| Work item |
In these entries, tally the lines where "crates" occurs. Respond with only the count.

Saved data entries
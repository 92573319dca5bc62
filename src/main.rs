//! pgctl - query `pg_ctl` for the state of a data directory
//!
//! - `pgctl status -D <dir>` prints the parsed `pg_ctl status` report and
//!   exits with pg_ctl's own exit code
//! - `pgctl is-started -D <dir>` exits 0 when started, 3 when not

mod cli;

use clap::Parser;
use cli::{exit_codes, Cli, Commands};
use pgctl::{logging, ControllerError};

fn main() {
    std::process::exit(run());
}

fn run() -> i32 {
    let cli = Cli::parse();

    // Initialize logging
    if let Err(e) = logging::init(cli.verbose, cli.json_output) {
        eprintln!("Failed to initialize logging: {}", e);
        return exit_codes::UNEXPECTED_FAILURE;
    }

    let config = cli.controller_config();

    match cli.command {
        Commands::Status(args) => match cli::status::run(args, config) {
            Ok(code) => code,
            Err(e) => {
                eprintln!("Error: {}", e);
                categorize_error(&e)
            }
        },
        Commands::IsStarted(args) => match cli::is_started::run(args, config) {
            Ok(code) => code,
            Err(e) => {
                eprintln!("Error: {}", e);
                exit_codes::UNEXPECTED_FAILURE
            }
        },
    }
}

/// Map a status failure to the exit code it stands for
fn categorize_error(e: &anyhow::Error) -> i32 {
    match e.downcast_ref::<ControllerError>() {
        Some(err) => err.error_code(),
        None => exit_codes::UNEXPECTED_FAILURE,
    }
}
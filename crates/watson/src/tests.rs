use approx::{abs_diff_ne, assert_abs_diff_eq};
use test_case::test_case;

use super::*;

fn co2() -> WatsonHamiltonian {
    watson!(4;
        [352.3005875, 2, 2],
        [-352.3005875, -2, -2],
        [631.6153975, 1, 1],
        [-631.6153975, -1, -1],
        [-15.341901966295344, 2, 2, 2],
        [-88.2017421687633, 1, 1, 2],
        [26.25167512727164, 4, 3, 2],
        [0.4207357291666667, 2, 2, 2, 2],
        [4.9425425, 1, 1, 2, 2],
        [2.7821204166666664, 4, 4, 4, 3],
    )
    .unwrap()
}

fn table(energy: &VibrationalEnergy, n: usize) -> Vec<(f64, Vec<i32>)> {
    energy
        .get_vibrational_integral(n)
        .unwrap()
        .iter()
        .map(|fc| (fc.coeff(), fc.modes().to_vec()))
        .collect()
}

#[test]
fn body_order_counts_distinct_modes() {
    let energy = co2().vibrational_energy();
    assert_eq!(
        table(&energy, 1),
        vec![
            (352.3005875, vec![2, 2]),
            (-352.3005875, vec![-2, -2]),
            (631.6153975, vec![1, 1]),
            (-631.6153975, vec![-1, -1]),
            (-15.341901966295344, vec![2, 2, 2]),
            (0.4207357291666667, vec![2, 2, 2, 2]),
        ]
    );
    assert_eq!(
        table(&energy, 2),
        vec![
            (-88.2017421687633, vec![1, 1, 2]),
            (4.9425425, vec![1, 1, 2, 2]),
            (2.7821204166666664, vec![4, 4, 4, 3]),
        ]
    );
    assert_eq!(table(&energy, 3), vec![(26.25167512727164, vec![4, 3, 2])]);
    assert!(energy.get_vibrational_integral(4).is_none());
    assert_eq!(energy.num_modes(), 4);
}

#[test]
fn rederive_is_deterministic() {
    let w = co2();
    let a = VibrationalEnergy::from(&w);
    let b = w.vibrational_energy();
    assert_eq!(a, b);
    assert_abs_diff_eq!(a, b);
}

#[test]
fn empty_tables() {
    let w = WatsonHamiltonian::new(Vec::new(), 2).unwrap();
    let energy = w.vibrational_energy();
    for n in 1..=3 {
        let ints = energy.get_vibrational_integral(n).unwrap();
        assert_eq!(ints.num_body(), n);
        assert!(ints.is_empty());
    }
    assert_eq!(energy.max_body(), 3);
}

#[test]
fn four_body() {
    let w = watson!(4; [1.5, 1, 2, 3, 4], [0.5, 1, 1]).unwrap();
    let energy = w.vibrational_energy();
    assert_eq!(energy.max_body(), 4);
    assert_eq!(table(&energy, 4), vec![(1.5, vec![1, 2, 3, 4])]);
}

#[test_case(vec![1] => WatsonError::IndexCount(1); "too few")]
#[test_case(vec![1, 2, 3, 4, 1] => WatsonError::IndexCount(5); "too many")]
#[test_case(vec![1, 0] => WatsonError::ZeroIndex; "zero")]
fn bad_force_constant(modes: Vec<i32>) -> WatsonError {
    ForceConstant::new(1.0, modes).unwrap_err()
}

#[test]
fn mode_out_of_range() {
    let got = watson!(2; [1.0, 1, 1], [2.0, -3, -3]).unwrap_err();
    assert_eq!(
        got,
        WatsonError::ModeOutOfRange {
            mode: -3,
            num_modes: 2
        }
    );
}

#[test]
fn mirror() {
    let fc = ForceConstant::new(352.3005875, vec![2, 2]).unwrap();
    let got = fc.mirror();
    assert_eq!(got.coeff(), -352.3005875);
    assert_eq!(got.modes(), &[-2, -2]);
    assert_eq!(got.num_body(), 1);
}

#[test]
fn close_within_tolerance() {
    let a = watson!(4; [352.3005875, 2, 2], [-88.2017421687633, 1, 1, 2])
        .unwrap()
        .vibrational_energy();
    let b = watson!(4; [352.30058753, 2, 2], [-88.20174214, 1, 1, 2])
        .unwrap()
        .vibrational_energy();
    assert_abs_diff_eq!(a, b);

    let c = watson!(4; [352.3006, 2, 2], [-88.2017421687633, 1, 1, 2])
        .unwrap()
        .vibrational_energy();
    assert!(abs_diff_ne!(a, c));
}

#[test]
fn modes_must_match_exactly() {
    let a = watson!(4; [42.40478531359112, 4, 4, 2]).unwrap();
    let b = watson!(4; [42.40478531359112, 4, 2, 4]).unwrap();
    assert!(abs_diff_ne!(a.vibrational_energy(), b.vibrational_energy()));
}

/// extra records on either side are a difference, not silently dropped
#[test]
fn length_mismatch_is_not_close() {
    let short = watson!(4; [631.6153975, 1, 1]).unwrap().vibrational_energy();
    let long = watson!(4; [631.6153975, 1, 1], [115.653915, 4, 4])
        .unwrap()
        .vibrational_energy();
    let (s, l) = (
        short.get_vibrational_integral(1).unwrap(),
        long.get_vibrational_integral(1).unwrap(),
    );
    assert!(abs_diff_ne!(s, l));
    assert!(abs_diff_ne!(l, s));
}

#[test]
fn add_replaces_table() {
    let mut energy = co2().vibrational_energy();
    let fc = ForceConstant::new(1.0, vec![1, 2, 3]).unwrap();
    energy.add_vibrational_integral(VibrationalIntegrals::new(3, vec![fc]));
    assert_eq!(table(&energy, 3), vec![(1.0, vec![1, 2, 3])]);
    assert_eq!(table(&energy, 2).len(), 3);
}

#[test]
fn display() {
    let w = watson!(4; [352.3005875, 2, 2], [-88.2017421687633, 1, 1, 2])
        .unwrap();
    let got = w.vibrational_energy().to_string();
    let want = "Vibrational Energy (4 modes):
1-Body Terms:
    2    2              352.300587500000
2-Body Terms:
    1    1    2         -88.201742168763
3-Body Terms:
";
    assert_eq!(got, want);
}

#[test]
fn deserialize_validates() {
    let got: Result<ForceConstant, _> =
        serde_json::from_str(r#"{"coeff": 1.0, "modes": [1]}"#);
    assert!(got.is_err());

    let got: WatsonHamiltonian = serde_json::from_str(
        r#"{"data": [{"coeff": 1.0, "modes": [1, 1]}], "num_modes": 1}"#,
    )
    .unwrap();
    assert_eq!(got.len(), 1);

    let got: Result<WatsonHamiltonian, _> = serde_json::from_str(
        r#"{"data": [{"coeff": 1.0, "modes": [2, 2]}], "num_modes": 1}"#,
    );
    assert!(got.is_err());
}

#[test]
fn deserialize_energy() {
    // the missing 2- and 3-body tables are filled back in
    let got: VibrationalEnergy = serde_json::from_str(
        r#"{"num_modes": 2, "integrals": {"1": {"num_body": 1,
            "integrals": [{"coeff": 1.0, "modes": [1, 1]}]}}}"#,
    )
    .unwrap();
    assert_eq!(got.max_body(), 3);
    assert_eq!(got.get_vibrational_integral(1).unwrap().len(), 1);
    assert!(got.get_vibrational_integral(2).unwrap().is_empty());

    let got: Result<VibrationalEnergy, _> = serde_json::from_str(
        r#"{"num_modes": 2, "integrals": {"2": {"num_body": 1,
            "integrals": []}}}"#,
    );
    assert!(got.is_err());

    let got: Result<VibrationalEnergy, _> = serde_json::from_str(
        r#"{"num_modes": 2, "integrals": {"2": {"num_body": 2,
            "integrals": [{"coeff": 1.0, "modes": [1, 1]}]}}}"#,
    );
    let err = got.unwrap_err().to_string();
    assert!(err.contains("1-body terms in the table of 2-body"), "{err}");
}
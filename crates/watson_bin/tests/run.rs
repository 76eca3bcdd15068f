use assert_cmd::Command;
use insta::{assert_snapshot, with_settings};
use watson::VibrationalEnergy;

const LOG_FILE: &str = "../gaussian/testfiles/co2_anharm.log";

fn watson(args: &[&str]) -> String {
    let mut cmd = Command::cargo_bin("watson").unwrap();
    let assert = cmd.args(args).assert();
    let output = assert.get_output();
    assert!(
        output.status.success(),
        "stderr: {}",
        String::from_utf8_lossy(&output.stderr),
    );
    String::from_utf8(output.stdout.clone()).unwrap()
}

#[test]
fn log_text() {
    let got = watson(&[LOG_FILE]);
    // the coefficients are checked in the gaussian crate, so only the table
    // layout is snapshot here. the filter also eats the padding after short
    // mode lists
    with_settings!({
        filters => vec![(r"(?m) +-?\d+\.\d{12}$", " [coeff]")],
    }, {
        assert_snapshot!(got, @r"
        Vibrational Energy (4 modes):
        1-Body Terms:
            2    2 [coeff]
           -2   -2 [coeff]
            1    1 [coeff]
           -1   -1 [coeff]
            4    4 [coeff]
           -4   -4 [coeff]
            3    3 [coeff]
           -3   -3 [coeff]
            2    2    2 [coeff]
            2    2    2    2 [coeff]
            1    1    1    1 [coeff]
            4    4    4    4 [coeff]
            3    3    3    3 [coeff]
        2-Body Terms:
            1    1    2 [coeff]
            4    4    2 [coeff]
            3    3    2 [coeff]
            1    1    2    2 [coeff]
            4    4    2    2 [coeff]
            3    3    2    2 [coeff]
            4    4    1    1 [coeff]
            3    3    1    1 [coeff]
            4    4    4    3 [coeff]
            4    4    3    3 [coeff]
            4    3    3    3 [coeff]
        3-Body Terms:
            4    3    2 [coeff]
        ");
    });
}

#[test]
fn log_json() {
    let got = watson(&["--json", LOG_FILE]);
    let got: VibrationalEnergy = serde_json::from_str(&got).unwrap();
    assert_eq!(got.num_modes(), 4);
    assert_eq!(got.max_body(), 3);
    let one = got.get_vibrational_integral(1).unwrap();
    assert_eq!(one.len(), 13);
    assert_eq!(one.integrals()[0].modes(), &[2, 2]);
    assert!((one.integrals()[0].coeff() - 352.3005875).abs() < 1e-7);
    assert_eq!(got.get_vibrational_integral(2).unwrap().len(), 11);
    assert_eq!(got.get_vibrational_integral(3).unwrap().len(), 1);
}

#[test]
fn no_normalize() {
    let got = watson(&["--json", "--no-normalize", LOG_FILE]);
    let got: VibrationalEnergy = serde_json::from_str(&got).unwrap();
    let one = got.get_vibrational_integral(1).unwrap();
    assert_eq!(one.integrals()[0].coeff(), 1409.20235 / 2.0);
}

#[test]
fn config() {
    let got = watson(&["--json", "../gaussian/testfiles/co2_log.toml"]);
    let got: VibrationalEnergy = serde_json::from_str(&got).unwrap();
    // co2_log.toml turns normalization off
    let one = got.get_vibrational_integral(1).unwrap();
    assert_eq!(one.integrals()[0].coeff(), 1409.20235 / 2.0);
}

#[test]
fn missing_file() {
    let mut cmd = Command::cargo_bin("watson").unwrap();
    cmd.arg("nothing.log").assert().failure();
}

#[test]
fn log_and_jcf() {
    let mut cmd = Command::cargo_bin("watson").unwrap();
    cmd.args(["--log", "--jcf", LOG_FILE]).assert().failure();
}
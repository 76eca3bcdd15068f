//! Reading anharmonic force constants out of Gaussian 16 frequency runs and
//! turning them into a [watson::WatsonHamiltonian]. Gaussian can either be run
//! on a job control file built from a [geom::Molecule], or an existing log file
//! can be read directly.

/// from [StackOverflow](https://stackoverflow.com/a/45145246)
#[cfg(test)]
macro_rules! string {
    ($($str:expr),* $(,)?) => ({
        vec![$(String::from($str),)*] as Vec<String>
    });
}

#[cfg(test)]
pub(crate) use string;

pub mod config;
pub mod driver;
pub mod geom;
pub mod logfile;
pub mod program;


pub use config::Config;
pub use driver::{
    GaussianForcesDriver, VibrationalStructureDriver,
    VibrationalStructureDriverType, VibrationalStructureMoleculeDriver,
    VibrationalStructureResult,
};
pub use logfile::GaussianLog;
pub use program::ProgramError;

| Task answer |
2